Background information
- Born: Ann Dustin Wilson June 19, 1950 (age 76) San Diego, California, U.S.
- Origin: Seattle, Washington, U.S.
- Genres: Hard rock; folk rock; pop rock; arena rock;
- Occupations: Singer; songwriter;
- Instruments: Vocals; flute; guitar;
- Years active: 1967–present
- Member of: Heart

= Ann Wilson =

American singer (born 1950)

Ann Dustin Wilson (born June 19, 1950) is an American singer best known as the lead singer of the rock band Heart.

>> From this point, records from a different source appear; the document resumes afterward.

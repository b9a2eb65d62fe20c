//! Word lists shared by the tagger and the lemmatizer

use std::collections::{HashMap, HashSet};

/// Irregular verb forms: (form, lemma, Penn tag)
pub const IRREGULAR_VERBS: &[(&str, &str, &str)] = &[
    ("am", "be", "VBP"), ("are", "be", "VBP"), ("is", "be", "VBZ"), ("was", "be", "VBD"),
    ("were", "be", "VBD"), ("been", "be", "VBN"), ("being", "be", "VBG"), ("be", "be", "VB"),
    ("'m", "be", "VBP"), ("'re", "be", "VBP"),
    ("has", "have", "VBZ"), ("had", "have", "VBD"), ("having", "have", "VBG"), ("'ve", "have", "VBP"),
    ("does", "do", "VBZ"), ("did", "do", "VBD"), ("done", "do", "VBN"), ("doing", "do", "VBG"),
    ("'ll", "will", "MD"), ("ca", "can", "MD"), ("wo", "will", "MD"), ("'d", "would", "MD"),
    ("went", "go", "VBD"), ("gone", "go", "VBN"), ("goes", "go", "VBZ"),
    ("said", "say", "VBD"), ("made", "make", "VBD"), ("took", "take", "VBD"), ("taken", "take", "VBN"),
    ("saw", "see", "VBD"), ("seen", "see", "VBN"), ("came", "come", "VBD"), ("knew", "know", "VBD"),
    ("known", "know", "VBN"), ("got", "get", "VBD"), ("gotten", "get", "VBN"), ("gave", "give", "VBD"),
    ("given", "give", "VBN"), ("found", "find", "VBD"), ("thought", "think", "VBD"), ("told", "tell", "VBD"),
    ("became", "become", "VBD"), ("left", "leave", "VBD"), ("felt", "feel", "VBD"), ("brought", "bring", "VBD"),
    ("began", "begin", "VBD"), ("begun", "begin", "VBN"), ("kept", "keep", "VBD"), ("held", "hold", "VBD"),
    ("wrote", "write", "VBD"), ("written", "write", "VBN"), ("stood", "stand", "VBD"), ("heard", "hear", "VBD"),
    ("meant", "mean", "VBD"), ("met", "meet", "VBD"), ("ran", "run", "VBD"), ("paid", "pay", "VBD"),
    ("sat", "sit", "VBD"), ("spoke", "speak", "VBD"), ("spoken", "speak", "VBN"), ("led", "lead", "VBD"),
    ("grew", "grow", "VBD"), ("grown", "grow", "VBN"), ("lost", "lose", "VBD"), ("fell", "fall", "VBD"),
    ("fallen", "fall", "VBN"), ("sent", "send", "VBD"), ("built", "build", "VBD"), ("understood", "understand", "VBD"),
    ("drew", "draw", "VBD"), ("drawn", "draw", "VBN"), ("broke", "break", "VBD"), ("broken", "break", "VBN"),
    ("spent", "spend", "VBD"), ("rose", "rise", "VBD"), ("risen", "rise", "VBN"), ("drove", "drive", "VBD"),
    ("driven", "drive", "VBN"), ("bought", "buy", "VBD"), ("wore", "wear", "VBD"), ("worn", "wear", "VBN"),
    ("chose", "choose", "VBD"), ("chosen", "choose", "VBN"), ("ate", "eat", "VBD"), ("eaten", "eat", "VBN"),
    ("won", "win", "VBD"), ("sold", "sell", "VBD"), ("taught", "teach", "VBD"), ("caught", "catch", "VBD"),
    ("fought", "fight", "VBD"), ("flew", "fly", "VBD"), ("flown", "fly", "VBN"), ("forgot", "forget", "VBD"),
    ("forgotten", "forget", "VBN"), ("slept", "sleep", "VBD"), ("sang", "sing", "VBD"), ("sung", "sing", "VBN"),
    ("swam", "swim", "VBD"), ("threw", "throw", "VBD"), ("thrown", "throw", "VBN"), ("woke", "wake", "VBD"),
    ("hid", "hide", "VBD"), ("hidden", "hide", "VBN"), ("shook", "shake", "VBD"), ("stole", "steal", "VBD"),
    ("struck", "strike", "VBD"), ("dug", "dig", "VBD"), ("fed", "feed", "VBD"), ("fled", "flee", "VBD"),
    ("lit", "light", "VBD"), ("rode", "ride", "VBD"), ("ridden", "ride", "VBN"), ("shot", "shoot", "VBD"),
];

/// Base forms of common verbs
pub const VERB_BASES: &[&str] = &[
    "go", "say", "make", "take", "see", "come", "know", "get", "give", "find", "think", "tell",
    "become", "show", "leave", "feel", "put", "bring", "begin", "keep", "hold", "write", "stand",
    "hear", "let", "mean", "set", "meet", "run", "pay", "sit", "speak", "lead", "read", "grow",
    "lose", "fall", "send", "build", "understand", "draw", "break", "spend", "cut", "rise", "drive",
    "buy", "wear", "choose", "eat", "win", "sell", "teach", "catch", "fight", "fly", "forget",
    "sleep", "sing", "swim", "throw", "wake", "hide", "shake", "steal", "strike", "dig", "feed",
    "flee", "ride", "shoot", "love", "like", "want", "need", "use", "work", "look", "help", "ask",
    "try", "call", "play", "move", "live", "believe", "seem", "develop", "create", "announce",
    "release", "launch", "open", "close", "hate", "enjoy", "start", "stop", "talk", "walk", "watch",
    "learn", "change", "follow", "visit", "plan", "happen", "include", "continue", "provide",
    "allow", "add", "offer", "remember", "consider", "appear", "wait", "serve", "die", "expect",
    "stay", "reach", "kill", "remain", "suggest", "raise", "pass", "report", "decide", "pull",
    "push", "carry", "return", "explain", "hope", "receive", "agree", "support", "hit", "produce",
    "cover", "describe", "improve", "increase", "reduce", "join", "travel", "analyze", "study",
    "wish", "share", "design", "fix", "test", "deliver", "invest", "acquire", "sign", "found",
    "arrive", "save", "prefer", "recommend", "fail", "succeed", "attend", "apply", "manage",
    "hire", "visit", "complete", "lift", "jump", "laugh", "cry", "smile", "dance", "cook",
    "clean", "drink", "fill", "finish", "kiss", "listen", "miss", "order", "pick", "rain", "rest",
    "turn", "worry", "bake", "rate", "vote", "invite", "describe", "discover", "exist", "admire",
];

/// Irregular noun plurals: (plural, singular)
pub const IRREGULAR_NOUNS: &[(&str, &str)] = &[
    ("children", "child"), ("men", "man"), ("women", "woman"), ("mice", "mouse"), ("feet", "foot"),
    ("teeth", "tooth"), ("geese", "goose"), ("people", "people"), ("oxen", "ox"), ("lives", "life"),
    ("knives", "knife"), ("wives", "wife"), ("leaves", "leaf"), ("analyses", "analysis"),
    ("crises", "crisis"), ("data", "datum"), ("criteria", "criterion"), ("phenomena", "phenomenon"),
    ("news", "news"), ("series", "series"), ("species", "species"),
];

/// Irregular comparatives and superlatives: (form, lemma, Penn tag)
pub const IRREGULAR_ADJECTIVES: &[(&str, &str, &str)] = &[
    ("better", "good", "JJR"), ("best", "good", "JJS"), ("worse", "bad", "JJR"),
    ("worst", "bad", "JJS"), ("more", "many", "JJR"), ("most", "many", "JJS"),
    ("less", "little", "JJR"), ("least", "little", "JJS"), ("further", "far", "JJR"),
    ("farther", "far", "JJR"), ("furthest", "far", "JJS"),
];

/// Common adjectives outside the sentiment lexicon
pub const ADJECTIVES: &[&str] = &[
    "new", "old", "big", "small", "large", "long", "short", "high", "low", "young", "early", "late",
    "little", "own", "other", "same", "different", "few", "many", "much", "important", "public",
    "able", "black", "white", "red", "blue", "green", "yellow", "whole", "free", "full", "hot",
    "cold", "real", "local", "sure", "clear", "recent", "certain", "major", "open", "human",
    "main", "quick", "brown", "lazy", "dark", "light", "simple", "hard", "easy", "strong", "weak",
    "rich", "poor", "true", "false", "next", "last", "final", "past", "top", "fast", "slow",
    "deep", "wide", "various", "several", "available", "likely", "possible", "global", "social",
];

/// Object and possessive pronoun lemmas
pub const PRONOUN_LEMMAS: &[(&str, &str)] = &[
    ("i", "I"), ("me", "I"), ("my", "my"), ("mine", "mine"), ("myself", "myself"),
    ("him", "he"), ("her", "she"), ("us", "we"), ("them", "they"),
];

pub struct Lexicon {
    pub irregular_verbs: HashMap<&'static str, (&'static str, &'static str)>,
    pub verb_bases: HashSet<&'static str>,
    pub irregular_nouns: HashMap<&'static str, &'static str>,
    pub irregular_adjectives: HashMap<&'static str, (&'static str, &'static str)>,
    pub adjectives: HashSet<&'static str>,
    pub pronoun_lemmas: HashMap<&'static str, &'static str>,
}

impl Default for Lexicon {
    fn default() -> Self {
        Self::new()
    }
}

impl Lexicon {
    pub fn new() -> Self {
        Self {
            irregular_verbs: IRREGULAR_VERBS.iter().map(|&(f, l, t)| (f, (l, t))).collect(),
            verb_bases: VERB_BASES.iter().copied().collect(),
            irregular_nouns: IRREGULAR_NOUNS.iter().copied().collect(),
            irregular_adjectives: IRREGULAR_ADJECTIVES.iter().map(|&(f, l, t)| (f, (l, t))).collect(),
            adjectives: ADJECTIVES.iter().copied().collect(),
            pronoun_lemmas: PRONOUN_LEMMAS.iter().copied().collect(),
        }
    }

    pub fn is_verb_base(&self, word: &str) -> bool {
        self.verb_bases.contains(word)
    }

    /// Recover a verb base from an inflected stem, e.g. "mak" -> "make", "runn" -> "run"
    pub fn restore_verb_stem(&self, stem: &str) -> Option<String> {
        if self.verb_bases.contains(stem) {
            return Some(stem.to_string());
        }
        let with_e = format!("{}e", stem);
        if self.verb_bases.contains(with_e.as_str()) {
            return Some(with_e);
        }
        let mut chars = stem.chars().rev();
        if let (Some(last), Some(prev)) = (chars.next(), chars.next()) {
            if last == prev {
                let undoubled = &stem[..stem.len() - last.len_utf8()];
                if self.verb_bases.contains(undoubled) {
                    return Some(undoubled.to_string());
                }
            }
        }
        if let Some(base) = stem.strip_suffix('i') {
            let with_y = format!("{}y", base);
            if self.verb_bases.contains(with_y.as_str()) {
                return Some(with_y);
            }
        }
        None
    }

    /// Known verb in any inflection
    pub fn verb_lemma(&self, word: &str) -> Option<String> {
        if let Some(&(lemma, _)) = self.irregular_verbs.get(word) {
            return Some(lemma.to_string());
        }
        if self.verb_bases.contains(word) {
            return Some(word.to_string());
        }
        for suffix in ["ing", "ed", "es", "s", "d"] {
            if let Some(stem) = word.strip_suffix(suffix) {
                if stem.len() >= 2 {
                    if let Some(base) = self.restore_verb_stem(stem) {
                        return Some(base);
                    }
                }
            }
        }
        None
    }
}

#[cfg(test)]
mod tests {
    use super::*;

    #[test]
    fn test_verb_lemma() {
        let lexicon = Lexicon::new();
        assert_eq!(lexicon.verb_lemma("making").as_deref(), Some("make"));
        assert_eq!(lexicon.verb_lemma("running").as_deref(), Some("run"));
        assert_eq!(lexicon.verb_lemma("tried").as_deref(), Some("try"));
        assert_eq!(lexicon.verb_lemma("watches").as_deref(), Some("watch"));
        assert_eq!(lexicon.verb_lemma("went").as_deref(), Some("go"));
        assert_eq!(lexicon.verb_lemma("opened").as_deref(), Some("open"));
        assert_eq!(lexicon.verb_lemma("table"), None);
    }
}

Wilson has been a member of Heart since the early 1970s; her younger sister, Nancy Wilson, is also a member of the band. One of the first hard rock bands fronted by women, Heart released numerous albums between 1975 and 2016; the early Heart albums Dreamboat Annie (1975) and Little Queen (1977) generated US hit singles such as "Magic Man", "Crazy on You", and "Barracuda". Heart has sold over 35 million records worldwide, placed 29 singles on the Billboard Hot 100, and has scored top 10 albums on the Billboard 200 in the 1970s, 1980s, 1990s, and 2010s.

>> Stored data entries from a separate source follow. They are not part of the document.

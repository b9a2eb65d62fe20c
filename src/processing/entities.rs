//! Rule-based named entity recognition and displaCy-style rendering
//!
//! Spans are collected in tiers: numeric and temporal patterns first, then
//! institutional proper-noun runs ("Bank of America", "Acme Corp"), then
//! gazetteer hits, then the remaining proper-noun runs. A later tier never
//! overrides an earlier one.

use crate::error::{NlpLensError, Result};
use crate::processing::pipeline::Token;
use crate::processing::pos_tagger::PosTag;
use aho_corasick::{AhoCorasick, MatchKind};
use regex::Regex;
use serde::{Deserialize, Serialize};

pub const HTML_WRAPPER: &str = r#"<div style="overflow-x: auto; border: 1px solid #e6e9ef; border-radius: 0.25rem; padding: 1rem">{}</div>"#;

#[derive(Debug, Clone, PartialEq, Eq, Serialize, Deserialize)]
pub struct Entity {
    pub text: String,
    pub label: String,
    /// Byte offsets into the analyzed text
    pub start: usize,
    pub end: usize,
}

const GPE: &[&str] = &[
    "United States", "United States of America", "USA", "U.S.", "US", "America", "United Kingdom",
    "U.K.", "UK", "Britain", "Great Britain", "England", "Scotland", "Wales", "Ireland", "France",
    "Germany", "Italy", "Spain", "Portugal", "Netherlands", "Belgium", "Switzerland", "Austria",
    "Sweden", "Norway", "Denmark", "Finland", "Poland", "Greece", "Turkey", "Russia", "Ukraine",
    "China", "Japan", "India", "Pakistan", "Bangladesh", "Indonesia", "Vietnam", "Thailand",
    "Korea", "South Korea", "North Korea", "Singapore", "Malaysia", "Philippines", "Australia",
    "New Zealand", "Canada", "Mexico", "Brazil", "Argentina", "Chile", "Peru", "Colombia", "Egypt",
    "Nigeria", "Kenya", "Ghana", "South Africa", "Ethiopia", "Israel", "Iran", "Iraq",
    "Saudi Arabia", "Qatar", "Dubai", "London", "Paris", "Berlin", "Madrid", "Rome", "Moscow",
    "Beijing", "Shanghai", "Tokyo", "Delhi", "New Delhi", "Mumbai", "Sydney", "Toronto",
    "New York", "New York City", "Los Angeles", "San Francisco", "Chicago", "Boston", "Seattle",
    "Washington", "Texas", "California", "Florida", "Hong Kong", "Lagos", "Accra", "Nairobi",
    "Cairo", "Amsterdam", "Dublin", "Vienna", "Stockholm", "Seoul", "Bangkok", "Jakarta",
];

const NORP: &[&str] = &[
    "American", "Americans", "British", "English", "French", "German", "Germans", "Italian",
    "Italians", "Spanish", "Chinese", "Japanese", "Indian", "Indians", "Russian", "Russians",
    "European", "Europeans", "African", "Africans", "Asian", "Asians", "Canadian", "Canadians",
    "Mexican", "Mexicans", "Brazilian", "Australian", "Nigerian", "Ghanaian", "Kenyan", "Korean",
    "Christian", "Christians", "Muslim", "Muslims", "Jewish", "Jews", "Hindu", "Hindus",
    "Buddhist", "Catholic", "Protestant", "Democrat", "Democrats", "Republican", "Republicans",
    "Democratic", "Conservative", "Conservatives", "Liberal", "Liberals", "Arab", "Arabs",
];

const ORG: &[&str] = &[
    "Apple", "Google", "Alphabet", "Microsoft", "Amazon", "Facebook", "Meta", "Tesla", "SpaceX",
    "Netflix", "Twitter", "IBM", "Intel", "Nvidia", "NVIDIA", "Samsung", "Sony", "Toyota",
    "Oracle", "Uber", "Airbnb", "OpenAI", "Adobe", "Salesforce", "Spotify", "Walmart", "Disney",
    "Coca-Cola", "Pepsi", "McDonald's", "Boeing", "Ford", "BMW", "Volkswagen", "Huawei",
    "Alibaba", "Tencent", "Baidu", "Reuters", "BBC", "CNN", "NASA", "FBI", "CIA", "NATO", "WHO",
    "UN", "United Nations", "EU", "European Union", "World Bank", "IMF", "Congress", "Senate",
    "Parliament", "Harvard", "Stanford", "MIT", "Oxford", "Cambridge", "Udacity", "Wikipedia",
    "GitHub", "LinkedIn", "YouTube", "Instagram", "WhatsApp",
];

const LOC: &[&str] = &[
    "Europe", "Asia", "Africa", "North America", "South America", "Latin America", "Antarctica",
    "Middle East", "Atlantic", "Atlantic Ocean", "Pacific", "Pacific Ocean", "Indian Ocean",
    "Mediterranean", "Sahara", "Amazon River", "Nile", "Alps", "Himalayas", "Mount Everest",
    "Silicon Valley", "West Africa", "East Africa", "Southeast Asia", "Arctic", "Caribbean",
];

const EVENT: &[&str] = &[
    "World War I", "World War II", "World War One", "World War Two", "Olympics",
    "Olympic Games", "World Cup", "Super Bowl", "Cold War", "Holocaust", "Renaissance",
    "Christmas", "Easter", "Thanksgiving", "Ramadan", "Brexit",
];

const PERSON_TITLES: &[&str] = &[
    "Mr", "Mrs", "Ms", "Miss", "Dr", "Prof", "Professor", "Sir", "Dame", "Lord", "Lady", "President",
    "CEO", "Senator", "Governor", "Judge", "Minister", "King", "Queen", "Prince", "Princess",
    "Pope", "Captain", "General", "Chancellor", "Mayor", "Rev", "Saint", "St",
];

Wilson was ranked no. 78 in Hit Parader's 2006 list of "Greatest Metal Vocalists of All Time". In 2013, she was inducted into the Rock and Roll Hall of Fame as a member of Heart. She is known for her operatic abilities.

==Early life==
Ann Dustin Wilson was born in San Diego, California. Her father was a major in the United States Marine Corps. Due to her father's military career, the Wilson family moved frequently. They lived near American military facilities in Panama and Taiwan before settling in Seattle, Washington, in the early 1960s. To maintain a sense of home no matter where in the world they were residing, the Wilsons turned to music. "On Sunday we'd have pancakes and opera," her sister Nancy Wilson recalled. "My dad would be conducting in the living room. We'd turn it way up and rock. There was everything from classical music to Ray Charles, Judy Garland, Peggy Lee, bossa nova, and early experimental electronic music."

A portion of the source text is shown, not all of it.